Pior mesmo é um vídeo, gravado em janeiro deste ano, em que o Dr. Dráuzio Varela diz que não mudaria de rotina por causa do coronavírus. Sabe-se lá porque razões, várias pessoas influentes, até o ministro Ricardo Salles, do Meio Ambiente, e o filho 02 do Bolsonaro – Carlos ou Carluxo, como é conhecido nas redes sociais – postaram este vídeo como se fosse atual para justificar o pouco caso que o presidente Bolsonaro estava dando à pandemia. O Dr Dráuzio gravou um novo vídeo, em 18/03/2020, referindo-se aquele primeiro de janeiro e alertando que a situação havia mudado e que era preciso tomar cuidados, ainda mais ele com 73 anos.

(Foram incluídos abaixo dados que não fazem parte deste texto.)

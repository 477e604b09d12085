use std::iter::Peekable;
use std::str::Chars;
use anyhow::{anyhow, bail, Context, Result};

/// The kind of the type a field descriptor describes.
///
/// This decides which constant a field with that descriptor may take.
#[derive(Debug, Copy, Clone, PartialEq, Eq)]
pub enum DescriptorKind {
	/// A `byte`.
	B,
	/// A `char`.
	C,
	/// A `double`.
	D,
	/// A `float`.
	F,
	/// An `int`.
	I,
	/// A `long`.
	J,
	/// A `short`.
	S,
	/// A `boolean`.
	Z,
	/// An instance of some class.
	Object,
	/// An array, of any dimension.
	Array,
}

// The grammar for descriptors is:
//   FieldDescriptor:
//     FieldType
//
//   MethodDescriptor:
//     "(" FieldType* ")" ReturnDescriptor
//
//   ReturnDescriptor:
//     FieldType | "V"
//
//   FieldType:
//     "B" | "C" | "D" | "F" | "I" | "J" | "S" | "Z"
//     "L" ClassName ";"
//     "[" FieldType

fn read_field_type(chars: &mut Peekable<Chars>) -> Result<DescriptorKind> {
	let mut array_dimension = 0u32;
	while chars.next_if_eq(&'[').is_some() {
		array_dimension += 1;
	}
	if array_dimension > 255 {
		bail!("array descriptor with more than 255 dimensions");
	}

	let char = chars.next().ok_or_else(|| anyhow!("unexpected abrupt ending of descriptor"))?;
	let kind = match char {
		'B' => DescriptorKind::B,
		'C' => DescriptorKind::C,
		'D' => DescriptorKind::D,
		'F' => DescriptorKind::F,
		'I' => DescriptorKind::I,
		'J' => DescriptorKind::J,
		'S' => DescriptorKind::S,
		'Z' => DescriptorKind::Z,
		'L' => {
			let mut name = String::new();
			loop {
				match chars.next() {
					Some(';') => break,
					Some(char) => name.push(char),
					None => bail!("unexpected abrupt ending of descriptor in class name"),
				}
			}
			if name.starts_with('[') {
				bail!("invalid class name {name:?} in descriptor: must not be an array");
			}
			super::names::check_class_name(&name)
				.with_context(|| anyhow!("invalid class name {name:?} in descriptor"))?;
			DescriptorKind::Object
		},
		char => bail!("unexpected char {char:?} in descriptor"),
	};

	Ok(if array_dimension > 0 { DescriptorKind::Array } else { kind })
}

/// Checks that `desc` is exactly one field descriptor, returning the kind of it.
pub(crate) fn check_field_descriptor(desc: &str) -> Result<DescriptorKind> {
	let mut chars = desc.chars().peekable();
	let kind = read_field_type(&mut chars)?;
	if chars.next().is_some() {
		bail!("expected end of field descriptor");
	}
	Ok(kind)
}

/// Checks that `desc` is a field descriptor or `V`.
pub(crate) fn check_return_descriptor(desc: &str) -> Result<()> {
	if desc != "V" {
		check_field_descriptor(desc)?;
	}
	Ok(())
}

/// Checks that `desc` is a method descriptor, returning the number of parameters.
pub(crate) fn check_method_descriptor(desc: &str) -> Result<usize> {
	let mut chars = desc.chars().peekable();
	if chars.next() != Some('(') {
		bail!("method descriptor must start with `(`");
	}

	let mut parameters = 0;
	while chars.next_if_eq(&')').is_none() {
		read_field_type(&mut chars)
			.with_context(|| anyhow!("in parameter {parameters}"))?;
		parameters += 1;
	}

	if chars.next_if_eq(&'V').is_none() {
		read_field_type(&mut chars)
			.context("in return type")?;
	}
	if chars.next().is_some() {
		bail!("expected end of method descriptor");
	}
	Ok(parameters)
}

#[cfg(test)]
mod testing {
	use anyhow::Result;
	use pretty_assertions::assert_eq;
	use crate::tree::descriptor::{check_field_descriptor, check_method_descriptor, check_return_descriptor, DescriptorKind};

	#[test]
	fn field_descriptors() -> Result<()> {
		assert_eq!(check_field_descriptor("I")?, DescriptorKind::I);
		assert_eq!(check_field_descriptor("J")?, DescriptorKind::J);
		assert_eq!(check_field_descriptor("Ljava/lang/Object;")?, DescriptorKind::Object);
		assert_eq!(check_field_descriptor("[[Ljava/lang/Object;")?, DescriptorKind::Array);
		assert_eq!(check_field_descriptor("[Z")?, DescriptorKind::Array);

		assert!(check_field_descriptor("").is_err());
		assert!(check_field_descriptor("V").is_err());
		assert!(check_field_descriptor("II").is_err());
		assert!(check_field_descriptor("L;").is_err());
		assert!(check_field_descriptor("Ljava/lang/Object").is_err());
		assert!(check_field_descriptor("Ljava.lang.Object;").is_err());
		assert!(check_field_descriptor("[").is_err());
		Ok(())
	}

	#[test]
	fn method_descriptors() -> Result<()> {
		assert_eq!(check_method_descriptor("()V")?, 0);
		assert_eq!(check_method_descriptor("(IJ[Ljava/lang/String;)Ljava/lang/Object;")?, 3);

		assert!(check_method_descriptor("V").is_err());
		assert!(check_method_descriptor("()").is_err());
		assert!(check_method_descriptor("(V)V").is_err());
		assert!(check_method_descriptor("()VV").is_err());
		Ok(())
	}

	#[test]
	fn return_descriptors() {
		assert!(check_return_descriptor("V").is_ok());
		assert!(check_return_descriptor("[I").is_ok());
		assert!(check_return_descriptor("VV").is_err());
	}
}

Enfim, o mundo está passando por uma prova global de medo diante da nova epidemia do coronavírus que ameaça a todos por igual e que nos mostra que, para ela, não existem muros nem fronteiras. Para a maioria de nós, a pandemia do coronavírus representa uma circunstância completamente sem precedentes, mesmo para as pessoas de mais idade, das quais faço parte. Não apenas nos lembra, com toda a tecnologia de que dispomos hoje, nossa fragilidade física e também prejudica a segurança econômica, lança rotinas diárias de pernas para o ar, destrói planos e nos isola de parentes, vizinhos, amigos. A pandemia também traz o pior e o melhor da sociedade. Percebemos a falta de escrúpulos de políticos que exploram a situação ou cidadãos que, no supermercado, levam o que não conseguirão consumir nos próximos meses; em contrapartida, vizinhos se oferecem para fazer compras para pessoas idosas ou, numa farmácia, mães dividem o que resta de fraldas. De repente, nos sentimos mais próximos de nossos familiares, enquanto somos obrigados a nos distanciar fisicamente deles. Esta crise do coronavírus certamente definirá nossa e as futuras gerações.